Ó Ríordáin published four books: Eireaball Spideoige (A Robin's Tail) (Sáirséal Ó Marcaigh 1952, 1986), a volume of some hundred pages, and three subsequent booklets, Brosna (Kindling) (1964), Línte Liombó (Limbo Lines) (1971), and the posthumous Tar éis mo Bháis (After my Death).[6]

The title of his first collection is borrowed from the first line of the final verse of Ó Ríordáin's more celebrated poem. A new frisson was created in Irish language poetry when this poem, Adhlacadh Mo Mháthar (My Mother's Burial), was first published in 1945. It celebrates the innocence, devoutness, and motherliness of the poet's dead mother.

Interpretation

Ó Ríordáin delineates his personal aesthetic and theology in the preface to his first collection of poetry, Eireaball Spideoige (A Robin’s Tail) (1952), in which he highlights the relationship between artistic expression, poetry in particular, and being. He argues that poetry is to be under the aspect of another and without that relationship one can only ever produce a prosaic narrative. In that same preface, Ó Ríordáin considers an appropriation of an infant's mind as a prerequisite for the poetic act. The poem An Peaca (The Sin) reveals that Ó Ríordáin's ability to write poetry is at once lost if his immediate relation to nature is interrupted.
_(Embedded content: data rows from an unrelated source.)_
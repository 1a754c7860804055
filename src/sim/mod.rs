use std::time::Duration;

use actix_web::web;
use log::{info, warn};
use rand::rngs::StdRng;
use rand::{Rng, SeedableRng};
use reqwest::Client;
use serde_json::json;
use tokio::task::JoinSet;

use crate::api::AppState;

/// Load-generation parameters, overridable through the environment
/// (`SIM_CLIENTS`, `SIM_TRANSACTIONS`, `SIM_URL`).
#[derive(Debug, Clone)]
pub struct SimConfig {
    pub clients: u32,
    pub total_transactions: u32,
    pub base_url: String,
}

impl Default for SimConfig {
    fn default() -> Self {
        Self {
            clients: 100,
            total_transactions: 1000,
            base_url: "http://127.0.0.1:8080".to_string(),
        }
    }
}

impl SimConfig {
    pub fn from_env(fallback_url: &str) -> Self {
        let defaults = Self::default();
        Self {
            clients: env_parse("SIM_CLIENTS").unwrap_or(defaults.clients),
            total_transactions: env_parse("SIM_TRANSACTIONS").unwrap_or(defaults.total_transactions),
            base_url: std::env::var("SIM_URL").unwrap_or_else(|_| fallback_url.to_string()),
        }
    }

    /// How many transactions each simulated client sends.
    pub fn transactions_per_client(&self) -> u32 {
        if self.clients == 0 {
            0
        } else {
            self.total_transactions / self.clients
        }
    }
}

fn env_parse<T: std::str::FromStr>(key: &str) -> Option<T> {
    std::env::var(key).ok().and_then(|v| v.parse().ok())
}

/// Spawn one task per simulated client and wait for all of them. The server
/// keeps running after the simulation completes.
pub async fn run(config: SimConfig, state: web::Data<AppState>) {
    state.events.record(format!(
        "Simulation started: {} clients, {} transactions total.",
        config.clients, config.total_transactions
    ));
    info!(
        "simulation: {} clients x {} transactions against {}",
        config.clients,
        config.transactions_per_client(),
        config.base_url
    );

    let http = Client::builder()
        .timeout(Duration::from_secs(1))
        .build()
        .expect("build http client");
    let post_url = format!("{}/transactions/new", config.base_url.trim_end_matches('/'));
    let per_client = config.transactions_per_client();

    let mut clients = JoinSet::new();
    for client_id in 1..=config.clients {
        let http = http.clone();
        let post_url = post_url.clone();
        let state = state.clone();
        let peer_count = config.clients;
        clients.spawn(async move {
            simulate_client(client_id, per_client, peer_count, &post_url, &http, &state).await;
        });
    }
    while clients.join_next().await.is_some() {}

    state.events.record("Simulation finished.");
    info!("simulation finished");
}

/// POST `transactions` randomized transactions with small delays in between.
/// A failed request is recorded and skipped; the client keeps going.
async fn simulate_client(
    client_id: u32,
    transactions: u32,
    peer_count: u32,
    post_url: &str,
    http: &Client,
    state: &web::Data<AppState>,
) {
    let mut rng = StdRng::from_entropy();
    for i in 0..transactions {
        let body = json!({
            "sender": format!("client_{client_id}"),
            "recipient": format!("client_{}", rng.gen_range(1..=peer_count)),
            "amount": (rng.gen_range(1.0..100.0f64) * 100.0).round() / 100.0,
        });
        if let Err(err) = http.post(post_url).json(&body).send().await {
            warn!("client {client_id}: transaction {i} failed: {err}");
            state.events.record(format!(
                "Client {client_id} failed to send transaction {i}: {err}."
            ));
        }
        tokio::time::sleep(Duration::from_millis(rng.gen_range(10..50))).await;
    }
}

#[cfg(test)]
mod tests {
    use super::SimConfig;

    #[test]
    fn transactions_are_split_evenly_across_clients() {
        let config = SimConfig {
            clients: 100,
            total_transactions: 1000,
            base_url: String::new(),
        };
        assert_eq!(config.transactions_per_client(), 10);
    }

    #[test]
    fn zero_clients_send_nothing() {
        let config = SimConfig {
            clients: 0,
            total_transactions: 1000,
            base_url: String::new(),
        };
        assert_eq!(config.transactions_per_client(), 0);
    }

    #[test]
    fn defaults_match_the_served_address() {
        let config = SimConfig::default();
        assert_eq!(config.clients, 100);
        assert_eq!(config.total_transactions, 1000);
        assert!(config.base_url.starts_with("http://127.0.0.1"));
    }
}
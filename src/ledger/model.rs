use super::Block;
use crate::error::LedgerError;
use crate::transaction::Transaction;

/// In-memory chain plus the pool of transactions awaiting inclusion.
///
/// The chain starts at genesis and only ever grows by appending; the pool is
/// appended to on submission and swapped out wholesale when a block is mined.
#[derive(Debug)]
pub struct Ledger {
    chain: Vec<Block>,
    pool: Vec<Transaction>,
    difficulty: u32,
}

impl Ledger {
    /// Initialize a ledger with a genesis block. The difficulty is fixed for
    /// the lifetime of the ledger.
    pub fn new(difficulty: u32) -> Self {
        Self {
            chain: vec![Block::genesis()],
            pool: Vec::new(),
            difficulty,
        }
    }

    /// Queue a transaction and return the index of the block it is expected
    /// to land in on the next successful mine.
    ///
    /// The returned index is advisory only: submissions arriving before the
    /// next mine share the same expected index, and nothing guarantees the
    /// transaction lands exactly there.
    pub fn add_transaction(&mut self, sender: String, recipient: String, amount: f64) -> u64 {
        self.pool.push(Transaction::new(sender, recipient, amount));
        self.chain.len() as u64 + 1
    }

    /// The chain's final block.
    pub fn last_block(&self) -> Result<&Block, LedgerError> {
        self.chain.last().ok_or(LedgerError::EmptyChain)
    }

    /// Clone of the full chain for external readers.
    pub fn snapshot(&self) -> Vec<Block> {
        self.chain.clone()
    }

    /// Transactions still awaiting inclusion, in submission order.
    pub fn pending(&self) -> &[Transaction] {
        &self.pool
    }

    /// Swap the pool for an empty one and return the captured transactions.
    /// Submissions after this call accumulate in the fresh pool.
    pub fn take_pool(&mut self) -> Vec<Transaction> {
        std::mem::take(&mut self.pool)
    }

    /// Append a mined block to the chain.
    pub fn append(&mut self, block: Block) {
        self.chain.push(block);
    }

    /// Validate the entire chain: genesis shape, hash integrity, linkage
    /// and PoW difficulty.
    pub fn is_valid_chain(&self) -> bool {
        let Some(genesis) = self.chain.first() else {
            return false;
        };
        if genesis.index != 1
            || genesis.previous_hash != "0"
            || genesis.hash != genesis.compute_hash()
        {
            return false;
        }

        for i in 1..self.chain.len() {
            let current = &self.chain[i];
            let prev = &self.chain[i - 1];

            if current.previous_hash != prev.hash {
                return false;
            }
            if current.index != prev.index + 1 {
                return false;
            }
            if !current.is_valid(self.difficulty) {
                return false;
            }
        }

        true
    }

    pub fn len(&self) -> usize {
        self.chain.len()
    }

    pub fn is_empty(&self) -> bool {
        self.chain.is_empty()
    }

    pub fn difficulty(&self) -> u32 {
        self.difficulty
    }
}
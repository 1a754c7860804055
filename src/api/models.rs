use std::sync::Mutex;

use serde::{Deserialize, Serialize};

use crate::error::LedgerError;
use crate::ledger::{Block, DEFAULT_DIFFICULTY, Ledger};
use crate::metrics::{EventLog, Metrics};
use crate::miner::Miner;

/// Shared application state: the ledger behind its mutex, the miner with its
/// sealing lock, and the metrics/event sink. Constructed once at startup and
/// shared by reference across all workers.
pub struct AppState {
    pub ledger: Mutex<Ledger>,
    pub miner: Miner,
    pub metrics: Metrics,
    pub events: EventLog,
}

impl AppState {
    pub fn new(difficulty: u32) -> Self {
        let state = Self {
            ledger: Mutex::new(Ledger::new(difficulty)),
            miner: Miner::new(),
            metrics: Metrics::default(),
            events: EventLog::default(),
        };
        state.events.record("Genesis block created.");
        state
    }
}

impl Default for AppState {
    fn default() -> Self {
        Self::new(DEFAULT_DIFFICULTY)
    }
}

/* ---------- Transaction API models ---------- */

/// Incoming transaction submission. All three fields are required; they are
/// optional here so a missing one can be rejected with a message instead of
/// a bare deserialization error.
#[derive(Deserialize)]
pub struct NewTransactionRequest {
    pub sender: Option<String>,
    pub recipient: Option<String>,
    pub amount: Option<f64>,
}

impl NewTransactionRequest {
    pub fn into_fields(self) -> Result<(String, String, f64), LedgerError> {
        let sender = self.sender.ok_or(LedgerError::MissingField("sender"))?;
        let recipient = self.recipient.ok_or(LedgerError::MissingField("recipient"))?;
        let amount = self.amount.ok_or(LedgerError::MissingField("amount"))?;
        Ok((sender, recipient, amount))
    }
}

#[derive(Serialize)]
pub struct MessageResponse {
    pub message: String,
}

/* ---------- Mine API models ---------- */

#[derive(Serialize)]
pub struct MineResponse {
    pub message: String,
    pub block: Block,
}

/* ---------- Chain API models ---------- */

#[derive(Serialize)]
pub struct ChainResponse {
    pub chain: Vec<Block>,
    pub length: usize,
}

#[derive(Serialize)]
pub struct ValidateResponse {
    pub valid: bool,
    pub length: usize,
    pub difficulty: u32,
}
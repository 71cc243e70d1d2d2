// ============================================================
// Layer 3 — Dataset Configurations
// ============================================================
// Each generated index family is described by a DatasetConfig:
//
//   tag        → file name fragment, e.g. "30k" gives
//                indices_30k_train.txt
//   dataset    → which MedMNIST collaborator to ask
//   selection  → use every sample, or a class-balanced subset
//
// The three configurations the generator runs, in order:
//
//   30k               PathMNIST   Balanced { 30000, 9 }
//   full_pathmnist    PathMNIST   Full
//   full_bloodmnist   BloodMNIST  Full
//
// Order matters: all three share one random source, so
// reordering them changes every draw that follows.

use std::fmt;

/// The MedMNIST datasets this tool knows how to split.
#[derive(Debug, Clone, Copy, PartialEq, Eq, Hash)]
pub enum DatasetId {
    PathMnist,
    BloodMnist,
}

impl DatasetId {
    /// Lower-case MedMNIST flag, also the archive stem: pathmnist.npz
    pub fn flag(&self) -> &'static str {
        match self {
            DatasetId::PathMnist  => "pathmnist",
            DatasetId::BloodMnist => "bloodmnist",
        }
    }
}

impl fmt::Display for DatasetId {
    fn fmt(&self, f: &mut fmt::Formatter<'_>) -> fmt::Result {
        match self {
            DatasetId::PathMnist  => write!(f, "PathMNIST"),
            DatasetId::BloodMnist => write!(f, "BloodMNIST"),
        }
    }
}

/// How the candidate index sequence is built before splitting.
#[derive(Debug, Clone, Copy, PartialEq, Eq)]
pub enum Selection {
    /// Every sample of the split, 0..N
    Full,

    /// `total` samples drawn as evenly as possible from
    /// classes 0..classes
    Balanced { total: usize, classes: usize },
}

/// One driver's worth of configuration.
#[derive(Debug, Clone, PartialEq, Eq)]
pub struct DatasetConfig {
    pub tag:       String,
    pub dataset:   DatasetId,
    pub selection: Selection,
}

impl DatasetConfig {
    pub fn new(tag: impl Into<String>, dataset: DatasetId, selection: Selection) -> Self {
        Self { tag: tag.into(), dataset, selection }
    }

    /// Output file name for one segment, e.g. `indices_30k_val.txt`
    pub fn file_name(&self, segment: &str) -> String {
        format!("indices_{}_{}.txt", self.tag, segment)
    }

    /// The fixed run: balanced 30k PathMNIST, full PathMNIST,
    /// full BloodMNIST, in that order.
    pub fn standard_set(balanced_total: usize, balanced_classes: usize) -> Vec<DatasetConfig> {
        vec![
            DatasetConfig::new(
                "30k",
                DatasetId::PathMnist,
                Selection::Balanced { total: balanced_total, classes: balanced_classes },
            ),
            DatasetConfig::new("full_pathmnist",  DatasetId::PathMnist,  Selection::Full),
            DatasetConfig::new("full_bloodmnist", DatasetId::BloodMnist, Selection::Full),
        ]
    }
}
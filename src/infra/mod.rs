// ============================================================
// Layer 5 — Infrastructure Layer
// ============================================================
// Concerns shared by every driver:
//
//   random.rs        — the single seeded random source
//   index_writer.rs  — one-integer-per-line output files
//   readme.rs        — indices_readme.txt rendering

/// Seeded ChaCha8 random source
pub mod random;

/// Plain-text index file writer
pub mod index_writer;

/// README template and writer
pub mod readme;
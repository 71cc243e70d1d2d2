// ============================================================
// Layer 2 — GenerateUseCase
// ============================================================
// Runs the whole generator, top to bottom:
//
//   Step 1: Seed the random source                (Layer 5)
//   Step 2: For each dataset configuration, in order:
//             a. Build the candidate indices      (Layer 4)
//                  Full     → 0..N
//                  Balanced → stratified subset
//             b. Shuffle + 70/15/15 split          (Layer 4)
//             c. Write train/val/test files        (Layer 5)
//   Step 3: Write indices_readme.txt              (Layer 5)
//
// All drivers share ONE random source. Running them in a
// different order changes every later draw, so the order in
// GeneratorConfig::configs is part of the output's identity.
//
// A driver computes its whole partition in memory before
// writing, so a failing selection leaves no files behind for
// that configuration.

use std::path::PathBuf;

use anyhow::{Context, Result};
use rand::Rng;

use crate::data::{
    medmnist::MedMnistSource,
    splitter::split_three_way,
    stratified::{group_by_class, select_balanced},
};
use crate::domain::{
    dataset::{DatasetConfig, DatasetId, Selection},
    split::{DatasetSplit, SplitPartition, SplitRatio},
    traits::LabelSource,
};
use crate::infra::{
    index_writer::IndexWriter,
    random::{self, DEFAULT_SEED},
    readme::{write_readme, ReadmeContext},
};

// ─── Generator Configuration ─────────────────────────────────────────────────
// Every constant of a run. Default gives the published setup:
// seed 42, 70/15/15, balanced 30k subset over 9 classes.
#[derive(Debug, Clone)]
pub struct GeneratorConfig {
    pub seed:       u64,
    pub data_dir:   PathBuf,
    pub output_dir: PathBuf,
    pub ratio:      SplitRatio,
    pub split:      DatasetSplit,
    pub configs:    Vec<DatasetConfig>,
}

impl GeneratorConfig {
    pub const BALANCED_TOTAL:   usize = 30_000;
    pub const BALANCED_CLASSES: usize = 9;
}

impl Default for GeneratorConfig {
    fn default() -> Self {
        Self {
            seed:       DEFAULT_SEED,
            data_dir:   PathBuf::from("data/medmnist"),
            output_dir: PathBuf::from("indices"),
            ratio:      SplitRatio::default(),
            split:      DatasetSplit::Train,
            configs:    DatasetConfig::standard_set(Self::BALANCED_TOTAL, Self::BALANCED_CLASSES),
        }
    }
}

// ─── Run Summary ─────────────────────────────────────────────────────────────
/// Segment sizes produced for one configuration
#[derive(Debug, Clone, PartialEq, Eq)]
pub struct ConfigSummary {
    pub tag:   String,
    pub train: usize,
    pub val:   usize,
    pub test:  usize,
}

#[derive(Debug, Clone, Default, PartialEq, Eq)]
pub struct RunSummary {
    pub configs: Vec<ConfigSummary>,
    pub readme:  PathBuf,
}

// ─── GenerateUseCase ─────────────────────────────────────────────────────────
pub struct GenerateUseCase {
    config: GeneratorConfig,
}

impl GenerateUseCase {
    pub fn new(config: GeneratorConfig) -> Self {
        Self { config }
    }

    /// Open the MedMNIST archives and run every driver.
    pub fn execute(&self) -> Result<RunSummary> {
        let data_dir = &self.config.data_dir;

        let path_mnist = MedMnistSource::open(data_dir, DatasetId::PathMnist)
            .context("Cannot load PathMNIST labels")?;
        let blood_mnist = MedMnistSource::open(data_dir, DatasetId::BloodMnist)
            .context("Cannot load BloodMNIST labels")?;

        self.run(&path_mnist, &blood_mnist)
    }

    /// Run every configured driver against the given label sources,
    /// then write the README.
    pub fn run(
        &self,
        path_mnist:  &dyn LabelSource,
        blood_mnist: &dyn LabelSource,
    ) -> Result<RunSummary> {
        let cfg    = &self.config;
        let writer = IndexWriter::new(&cfg.output_dir);

        // ── Step 1: one random source for the whole run ──────────────────────
        let mut rng = random::seeded(cfg.seed);

        // ── Step 2: drivers, strictly in configured order ────────────────────
        let mut summary = RunSummary::default();
        for dataset_cfg in &cfg.configs {
            let source = match dataset_cfg.dataset {
                DatasetId::PathMnist  => path_mnist,
                DatasetId::BloodMnist => blood_mnist,
            };
            let result = run_driver(dataset_cfg, source, cfg, &writer, &mut rng)
                .with_context(|| format!("Failed to generate '{}' indices", dataset_cfg.tag))?;
            summary.configs.push(result);
        }

        // ── Step 3: README ───────────────────────────────────────────────────
        let ctx = ReadmeContext {
            seed:    cfg.seed,
            ratio:   cfg.ratio,
            configs: &cfg.configs,
        };
        summary.readme = write_readme(&writer, &ctx).context("Failed to write README")?;

        Ok(summary)
    }
}

/// Build, split and write one configuration's indices.
fn run_driver<R: Rng + ?Sized>(
    dataset_cfg: &DatasetConfig,
    source:      &dyn LabelSource,
    cfg:         &GeneratorConfig,
    writer:      &IndexWriter,
    rng:         &mut R,
) -> Result<ConfigSummary> {
    tracing::info!("Generating '{}' indices from {}", dataset_cfg.tag, source.name());

    let partition = build_partition(dataset_cfg.selection, source, cfg.split, cfg.ratio, rng)?;

    for (segment, indices) in partition.segments() {
        writer.write_indices(&dataset_cfg.file_name(segment.as_str()), indices)?;
    }
    tracing::debug!("Wrote {} indices for '{}'", partition.len(), dataset_cfg.tag);

    Ok(ConfigSummary {
        tag:   dataset_cfg.tag.clone(),
        train: partition.train.len(),
        val:   partition.val.len(),
        test:  partition.test.len(),
    })
}

/// Candidate indices for `selection`, shuffled and split.
pub fn build_partition<R: Rng + ?Sized>(
    selection: Selection,
    source:    &dyn LabelSource,
    split:     DatasetSplit,
    ratio:     SplitRatio,
    rng:       &mut R,
) -> Result<SplitPartition> {
    let candidates: Vec<usize> = match selection {
        Selection::Full => {
            let count = source.sample_count(split)?;
            tracing::info!("{} {} split: {} samples", source.name(), split, count);
            (0..count).collect()
        }
        Selection::Balanced { total, classes } => {
            let groups = group_by_class(source, split)?;
            let subset = select_balanced(&groups, total, classes, rng)?;
            tracing::info!(
                "Selected balanced subset of {} over {} classes from {}",
                subset.len(),
                classes,
                source.name()
            );
            subset
        }
    };

    Ok(split_three_way(candidates, ratio, rng))
}
// ============================================================
// Layer 3 — Core Traits (Abstractions)
// ============================================================
// The generator never talks to MedMNIST directly. It sees a
// LabelSource, so the same drivers run against:
//
//   - MedMnistSource → labels read from a .npz archive
//   - InMemoryLabels → synthetic labels in unit tests

use crate::domain::{error::IndexError, split::DatasetSplit};

// ─── LabelSource ──────────────────────────────────────────────────────────────
/// Read-only access to a dataset's per-sample class labels.
///
/// Implementations must keep sample ordering stable across
/// runs; the generated index files are only meaningful if
/// index `i` names the same image every time.
pub trait LabelSource {
    /// Human-readable dataset name used in logs and errors
    fn name(&self) -> &str;

    /// Total number of samples in `split`
    fn sample_count(&self, split: DatasetSplit) -> Result<usize, IndexError>;

    /// Integer class label of sample `index` in `split`
    fn label_of(&self, split: DatasetSplit, index: usize) -> Result<usize, IndexError>;
}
Ó Ríordáin has been described as a European poet. The clash between traditional Irish and contemporary European influences was one of the most consistent conflicts in his work. As with all 'modernisers' of tradition, Ó Ríordáin received considerable opprobrium from traditionalists, most notably Máire Mhac an tSaoi. These attacks, particularly by Mhac an tSaoi on the standard of his Irish, did considerable damage to Seán's confidence and added to his already ill health. He never forgave Mhac an tSaoi. In a 1970 'Writer in Profile' television interview with Ó Ríordáin, Mhac an tSaoi phoned the station to say that she 'had never heard better Irish spoken than that by Seán Ó Ríordáin tonight'. Ó Ríordáin's response, as recorded by his biographer Seán Ó Coileáin: 'my bowels moved in disdain'.[7]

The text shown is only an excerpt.